→ **PROMPT**:
Search each line below for "cart", then return the lines where it appears.

→ **PROVIDED INFORMATION**:
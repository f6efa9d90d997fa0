use chrono::{DateTime, NaiveDate, Timelike, Utc};
use serde::{Deserialize, Serialize};
use sqlx::postgres::PgPool;

use crate::error::StoreError;
use crate::events::EventType;

/// The aggregation bucket: one summary row exists per (date, hour, type).
/// All bucketing is computed in UTC.
#[derive(Debug, Clone, Copy, PartialEq, Eq, Hash)]
pub struct SummaryKey {
    pub date: NaiveDate,
    pub hour: i32,
    pub event_type: EventType,
}

impl SummaryKey {
    pub fn for_event(event_type: EventType, created_at: DateTime<Utc>) -> Self {
        Self {
            date: created_at.date_naive(),
            hour: created_at.hour() as i32,
            event_type,
        }
    }
}

/// A stored per-bucket rollup. `total_events` only ever grows;
/// `unique_users` holds whatever cardinality the last writer knew.
#[derive(Debug, Clone, Serialize, Deserialize, sqlx::FromRow)]
pub struct Summary {
    pub id: i64,
    pub date: NaiveDate,
    pub hour: i32,
    pub event_type: EventType,
    pub total_events: i64,
    pub unique_users: i64,
    pub metadata: Option<serde_json::Value>,
    pub updated_at: DateTime<Utc>,
}

/// An increment to merge into a bucket. `total_events` is added to the
/// stored row, everything else replaces it.
pub struct NewSummary {
    pub key: SummaryKey,
    pub total_events: i64,
    pub unique_users: i64,
    pub metadata: Option<serde_json::Value>,
    pub updated_at: DateTime<Utc>,
}

/// Persistence for summary rows, implemented on top of a PostgreSQL table.
#[derive(Clone)]
pub struct SummaryStore {
    pool: PgPool,
}

impl SummaryStore {
    pub fn new(pool: PgPool) -> Self {
        Self { pool }
    }

    /// Merge an increment into its bucket atomically and return the row id.
    /// Concurrent upserts compose: additions accumulate, the last writer
    /// wins on `unique_users`, `metadata` and `updated_at`.
    pub async fn upsert(&self, summary: &NewSummary) -> Result<i64, StoreError> {
        sqlx::query_scalar::<_, i64>(
            r#"
INSERT INTO analytics_summary (date, hour, event_type, total_events, unique_users, metadata, updated_at)
VALUES ($1, $2, $3, $4, $5, $6, $7)
ON CONFLICT (date, hour, event_type)
DO UPDATE SET
    total_events = analytics_summary.total_events + EXCLUDED.total_events,
    unique_users = EXCLUDED.unique_users,
    metadata = EXCLUDED.metadata,
    updated_at = EXCLUDED.updated_at
RETURNING id
            "#,
        )
        .bind(summary.key.date)
        .bind(summary.key.hour)
        .bind(summary.key.event_type)
        .bind(summary.total_events)
        .bind(summary.unique_users)
        .bind(&summary.metadata)
        .bind(summary.updated_at)
        .fetch_one(&self.pool)
        .await
        .map_err(|error| StoreError::QueryError {
            command: "INSERT".to_owned(),
            error,
        })
    }

    pub async fn get(&self, key: &SummaryKey) -> Result<Option<Summary>, StoreError> {
        sqlx::query_as::<_, Summary>(
            r#"
SELECT id, date, hour, event_type, total_events, unique_users, metadata, updated_at
FROM analytics_summary
WHERE date = $1 AND hour = $2 AND event_type = $3
            "#,
        )
        .bind(key.date)
        .bind(key.hour)
        .bind(key.event_type)
        .fetch_optional(&self.pool)
        .await
        .map_err(|error| StoreError::QueryError {
            command: "SELECT".to_owned(),
            error,
        })
    }

    /// Summaries within an inclusive date range, ordered by (date, hour).
    pub async fn get_range(
        &self,
        from: NaiveDate,
        to: NaiveDate,
        event_type: Option<EventType>,
    ) -> Result<Vec<Summary>, StoreError> {
        let mut query = String::from(
            r#"
SELECT id, date, hour, event_type, total_events, unique_users, metadata, updated_at
FROM analytics_summary
WHERE date >= $1 AND date <= $2
            "#,
        );
        if event_type.is_some() {
            query.push_str(" AND event_type = $3");
        }
        query.push_str(" ORDER BY date, hour");

        let mut rows = sqlx::query_as::<_, Summary>(&query).bind(from).bind(to);
        if let Some(event_type) = event_type {
            rows = rows.bind(event_type);
        }

        rows.fetch_all(&self.pool)
            .await
            .map_err(|error| StoreError::QueryError {
                command: "SELECT".to_owned(),
                error,
            })
    }
}

#[cfg(test)]
mod tests {
    use super::*;
    use chrono::TimeZone;
    use serde_json::json;

    fn day(d: u32) -> NaiveDate {
        NaiveDate::from_ymd_opt(2024, 3, d).unwrap()
    }

    fn key(d: u32, hour: i32, event_type: EventType) -> SummaryKey {
        SummaryKey {
            date: day(d),
            hour,
            event_type,
        }
    }

    fn increment(key: SummaryKey, unique_users: i64) -> NewSummary {
        NewSummary {
            key,
            total_events: 1,
            unique_users,
            metadata: None,
            updated_at: Utc::now(),
        }
    }

    #[test]
    fn for_event_buckets_in_utc() {
        let created_at = Utc.with_ymd_and_hms(2024, 3, 5, 9, 59, 59).unwrap();
        let key = SummaryKey::for_event(EventType::PageView, created_at);
        assert_eq!(key.date, day(5));
        assert_eq!(key.hour, 9);

        let midnight = Utc.with_ymd_and_hms(2024, 3, 6, 0, 0, 0).unwrap();
        let key = SummaryKey::for_event(EventType::Search, midnight);
        assert_eq!(key.date, day(6));
        assert_eq!(key.hour, 0);
    }

    #[sqlx::test(migrations = "./migrations")]
    async fn upsert_accumulates_totals(db: PgPool) {
        let store = SummaryStore::new(db);
        let key = key(5, 9, EventType::PageView);

        let first = store.upsert(&increment(key, 1)).await.unwrap();
        let second = store.upsert(&increment(key, 2)).await.unwrap();
        let third = store.upsert(&increment(key, 2)).await.unwrap();
        assert_eq!(first, second);
        assert_eq!(second, third);

        let summary = store.get(&key).await.unwrap().unwrap();
        assert_eq!(summary.id, first);
        assert_eq!(summary.total_events, 3);
        assert_eq!(summary.unique_users, 2);
        assert_eq!(summary.metadata, None);
    }

    #[sqlx::test(migrations = "./migrations")]
    async fn upsert_replaces_metadata(db: PgPool) {
        let store = SummaryStore::new(db);
        let key = key(5, 9, EventType::Purchase);

        let mut update = increment(key, 1);
        update.metadata = Some(json!({"source": "checkout"}));
        store.upsert(&update).await.unwrap();

        let mut update = increment(key, 1);
        update.metadata = Some(json!({"source": "cart"}));
        store.upsert(&update).await.unwrap();

        let summary = store.get(&key).await.unwrap().unwrap();
        assert_eq!(summary.total_events, 2);
        assert_eq!(summary.metadata, Some(json!({"source": "cart"})));
    }

    #[sqlx::test(migrations = "./migrations")]
    async fn get_range_is_inclusive_and_ordered(db: PgPool) {
        let store = SummaryStore::new(db);
        for k in [
            key(4, 23, EventType::PageView),
            key(5, 9, EventType::PageView),
            key(5, 9, EventType::Purchase),
            key(5, 11, EventType::PageView),
            key(6, 0, EventType::PageView),
        ] {
            store.upsert(&increment(k, 1)).await.unwrap();
        }

        let range = store.get_range(day(4), day(5), None).await.unwrap();
        assert_eq!(range.len(), 4);
        assert_eq!((range[0].date, range[0].hour), (day(4), 23));
        assert_eq!((range[1].date, range[1].hour), (day(5), 9));
        assert_eq!((range[2].date, range[2].hour), (day(5), 9));
        assert_eq!((range[3].date, range[3].hour), (day(5), 11));

        let mut bucket_types: Vec<String> =
            range[1..3].iter().map(|s| s.event_type.to_string()).collect();
        bucket_types.sort();
        assert_eq!(bucket_types, vec!["page_view", "purchase"]);

        let views = store
            .get_range(day(4), day(6), Some(EventType::PageView))
            .await
            .unwrap();
        assert_eq!(views.len(), 4);
        assert!(views.iter().all(|s| s.event_type == EventType::PageView));
    }

    #[sqlx::test(migrations = "./migrations")]
    async fn get_returns_none_for_missing_bucket(db: PgPool) {
        let store = SummaryStore::new(db);
        let missing = store
            .get(&key(1, 0, EventType::Search))
            .await
            .unwrap();
        assert!(missing.is_none());
    }
}
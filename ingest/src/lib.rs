pub mod api;
pub mod config;
pub mod event;
pub mod router;
pub mod server;
pub mod sinks;
pub mod time;
pub mod track;
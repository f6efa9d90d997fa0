use crate::config::KafkaConfig;

use health::HealthHandle;
use metrics::{counter, gauge};
use rdkafka::error::KafkaError;
use rdkafka::producer::{FutureProducer, Producer};
use rdkafka::ClientConfig;
use tracing::{debug, error, info};

pub struct KafkaContext {
    liveness: HealthHandle,
}

impl From<HealthHandle> for KafkaContext {
    fn from(value: HealthHandle) -> Self {
        KafkaContext { liveness: value }
    }
}

impl rdkafka::ClientContext for KafkaContext {
    fn stats(&self, stats: rdkafka::Statistics) {
        // Signal liveness, as the main rdkafka loop is running and calling us
        self.liveness.report_healthy();

        // Update exported metrics
        gauge!("kafka_callback_queue_depth").set(stats.replyq as f64);
        gauge!("kafka_producer_queue_depth").set(stats.msg_cnt as f64);
        gauge!("kafka_producer_queue_depth_limit").set(stats.msg_max as f64);
        gauge!("kafka_producer_queue_bytes").set(stats.msg_size as f64);
        gauge!("kafka_producer_queue_bytes_limit").set(stats.msg_size_max as f64);

        for (topic, stats) in stats.topics {
            gauge!("kafka_produce_avg_batch_size_bytes", "topic" => topic.clone())
                .set(stats.batchsize.avg as f64);
            gauge!("kafka_produce_avg_batch_size_events", "topic" => topic)
                .set(stats.batchcnt.avg as f64);
        }

        for (_, stats) in stats.brokers {
            let id_string = format!("{}", stats.nodeid);
            gauge!("kafka_broker_requests_pending", "broker" => id_string.clone())
                .set(stats.outbuf_cnt as f64);
            gauge!("kafka_broker_responses_awaiting", "broker" => id_string.clone())
                .set(stats.waitresp_cnt as f64);
            counter!("kafka_broker_tx_errors_total", "broker" => id_string.clone())
                .absolute(stats.txerrs);
            counter!("kafka_broker_rx_errors_total", "broker" => id_string)
                .absolute(stats.rxerrs);
        }
    }
}

pub async fn create_kafka_producer(
    config: &KafkaConfig,
    liveness: HealthHandle,
) -> Result<FutureProducer<KafkaContext>, KafkaError> {
    let mut client_config = ClientConfig::new();
    client_config
        .set("bootstrap.servers", &config.kafka_hosts)
        .set("statistics.interval.ms", "10000")
        .set("linger.ms", config.kafka_producer_linger_ms.to_string())
        .set(
            "message.timeout.ms",
            config.kafka_message_timeout_ms.to_string(),
        )
        .set(
            "compression.codec",
            config.kafka_compression_codec.to_owned(),
        )
        .set(
            "queue.buffering.max.kbytes",
            (config.kafka_producer_queue_mib * 1024).to_string(),
        )
        .set(
            "queue.buffering.max.messages",
            config.kafka_producer_queue_messages.to_string(),
        );

    if config.kafka_tls {
        client_config
            .set("security.protocol", "ssl")
            .set("enable.ssl.certificate.verification", "false");
    };

    debug!("rdkafka configuration: {:?}", client_config);
    let producer: FutureProducer<KafkaContext> =
        client_config.create_with_context(liveness.into())?;

    // "Ping" the Kafka brokers by requesting metadata
    match producer
        .client()
        .fetch_metadata(None, std::time::Duration::from_secs(15))
    {
        Ok(metadata) => {
            info!(
                "Successfully connected to Kafka brokers. Found {} topics.",
                metadata.topics().len()
            );
        }
        Err(error) => {
            error!("Failed to fetch metadata from Kafka brokers: {:?}", error);
            return Err(error);
        }
    }

    Ok(producer)
}
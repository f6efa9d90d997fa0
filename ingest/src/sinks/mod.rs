use async_trait::async_trait;
use common_store::events::Event;

use crate::api::IngestError;

pub mod kafka;
pub mod print;

#[async_trait]
pub trait EventSink {
    async fn send(&self, event: Event) -> Result<(), IngestError>;

    /// One outcome per event, in submission order. A failed publish never
    /// hides the neighbours that went through.
    async fn send_batch(&self, events: Vec<Event>) -> Vec<Result<(), IngestError>>;
}
use std::collections::HashMap;
use std::str::FromStr;

use axum::body::Bytes;
use chrono::{DateTime, Utc};
use common_store::events::{Event, EventType};
use serde::{Deserialize, Serialize};
use uuid::Uuid;

use crate::api::IngestError;

/// Wire-format event, everything optional or stringly typed so that one
/// malformed element never takes down the rest of a batch. Validation
/// happens in [`RawEvent::process`], per event.
#[derive(Default, Debug, Clone, Deserialize, Serialize)]
pub struct RawEvent {
    #[serde(default)]
    pub id: Option<String>,
    #[serde(default)]
    pub event_type: String,
    #[serde(default)]
    pub user_id: String,
    #[serde(default)]
    pub session_id: String,
    #[serde(default)]
    pub product_id: Option<String>,
    #[serde(default)]
    pub payload: HashMap<String, String>,
    #[serde(default)]
    pub created_at: Option<String>,
}

impl RawEvent {
    pub fn from_bytes(bytes: &Bytes) -> Result<RawEvent, IngestError> {
        tracing::debug!(len = bytes.len(), "decoding new event");
        Ok(serde_json::from_slice::<RawEvent>(bytes)?)
    }

    pub fn batch_from_bytes(bytes: &Bytes) -> Result<Vec<RawEvent>, IngestError> {
        tracing::debug!(len = bytes.len(), "decoding event batch");
        Ok(serde_json::from_slice::<Vec<RawEvent>>(bytes)?)
    }

    /// The id string as the caller sent it, echoed back in `failed_ids` when
    /// the event never makes it far enough to get a canonical id.
    pub fn submitted_id(&self) -> String {
        self.id.clone().unwrap_or_default()
    }

    /// Validates the wire event and lifts it into a storable [`Event`].
    /// A missing or unparseable id is replaced, not rejected; everything
    /// else invalid is an error. `default_created_at` is the server clock,
    /// used when the caller does not date the event.
    pub fn process(self, default_created_at: DateTime<Utc>) -> Result<Event, IngestError> {
        let id = self
            .id
            .as_deref()
            .and_then(|raw| Uuid::parse_str(raw).ok())
            .unwrap_or_else(Uuid::now_v7);

        if self.event_type.is_empty() {
            return Err(IngestError::MissingEventType);
        }
        let event_type = EventType::from_str(&self.event_type)
            .map_err(|_| IngestError::InvalidEventType(self.event_type.clone()))?;

        let user_id = parse_required_uuid(&self.user_id).ok_or(IngestError::MissingUserId)?;
        let session_id =
            parse_required_uuid(&self.session_id).ok_or(IngestError::MissingSessionId)?;

        let product_id = match self.product_id.as_deref() {
            None | Some("") => None,
            Some(raw) => Some(
                Uuid::parse_str(raw).map_err(|_| IngestError::InvalidProductId(raw.to_string()))?,
            ),
        };

        let created_at = match self.created_at.as_deref() {
            Some(raw) => DateTime::parse_from_rfc3339(raw)
                .map_err(|_| IngestError::InvalidTimestamp(raw.to_string()))?
                .with_timezone(&Utc),
            None => default_created_at,
        };

        Ok(Event {
            id,
            event_type,
            user_id,
            session_id,
            product_id,
            payload: sqlx::types::Json(self.payload),
            created_at,
            processed_at: None,
        })
    }
}

fn parse_required_uuid(raw: &str) -> Option<Uuid> {
    Uuid::parse_str(raw).ok().filter(|id| !id.is_nil())
}
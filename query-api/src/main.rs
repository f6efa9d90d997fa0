use axum::Router;
use config::Config;
use envconfig::Envconfig;
use eyre::Result;
use sqlx::postgres::PgPoolOptions;

use common_metrics::setup_metrics_routes;
use common_store::events::EventStore;
use common_store::summaries::SummaryStore;

mod api;
mod config;
mod handlers;
mod stats;

async fn listen(app: Router, bind: String) -> Result<()> {
    let listener = tokio::net::TcpListener::bind(bind).await?;

    axum::serve(listener, app).await?;

    Ok(())
}

#[tokio::main]
async fn main() {
    tracing_subscriber::fmt::init();

    let config = Config::init_from_env().expect("failed to load configuration from env");

    let options = PgPoolOptions::new().max_connections(config.max_pg_connections);
    let pool = options
        .connect(&config.database_url)
        .await
        .expect("failed to connect to postgres");

    let app = handlers::add_routes(
        Router::new(),
        EventStore::new(pool.clone()),
        SummaryStore::new(pool),
    );
    let app = setup_metrics_routes(app);

    match listen(app, config.bind()).await {
        Ok(_) => {}
        Err(e) => tracing::error!("failed to start query-api http server, {}", e),
    }
}
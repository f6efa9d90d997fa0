use std::collections::{HashMap, HashSet};
use std::sync::Mutex;

use chrono::NaiveDate;
use uuid::Uuid;

use common_store::summaries::SummaryKey;

/// Distinct-user tracking behind a seam, so the message loop does not care
/// where cardinalities come from. The default [`WorkingSet`] is process
/// local: counts restart from zero when the process does, and two instances
/// consuming partitions of the same topic each report their own partial
/// count, last writer winning in storage. A shared or probabilistic counter
/// can be swapped in here without touching the loop.
pub trait DistinctCounter {
    /// Record one user under a bucket and return the bucket's new cardinality.
    fn observe(&self, key: SummaryKey, user_id: Uuid) -> i64;

    /// Drop every bucket dated strictly before the cutoff. Returns how many
    /// buckets were dropped.
    fn evict_older_than(&self, cutoff: NaiveDate) -> usize;

    /// Number of buckets currently tracked.
    fn tracked_keys(&self) -> usize;
}

/// In-memory per-bucket user sets. All mutation happens under one mutex and
/// never spans an await point; the per-message critical section is a hash
/// insert.
#[derive(Default)]
pub struct WorkingSet {
    buckets: Mutex<HashMap<SummaryKey, HashSet<Uuid>>>,
}

impl WorkingSet {
    pub fn new() -> Self {
        Self::default()
    }
}

impl DistinctCounter for WorkingSet {
    fn observe(&self, key: SummaryKey, user_id: Uuid) -> i64 {
        let mut buckets = self.buckets.lock().expect("poisoned WorkingSet lock");
        let users = buckets.entry(key).or_default();
        users.insert(user_id);
        users.len() as i64
    }

    fn evict_older_than(&self, cutoff: NaiveDate) -> usize {
        let mut buckets = self.buckets.lock().expect("poisoned WorkingSet lock");
        let before = buckets.len();
        buckets.retain(|key, _| key.date >= cutoff);
        before - buckets.len()
    }

    fn tracked_keys(&self) -> usize {
        self.buckets.lock().expect("poisoned WorkingSet lock").len()
    }
}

→ **RESPONSE TO THIS TASK**:
        update.metadata = Some(json!({"source": "cart"}));
        assert_eq!(summary.metadata, Some(json!({"source": "cart"})));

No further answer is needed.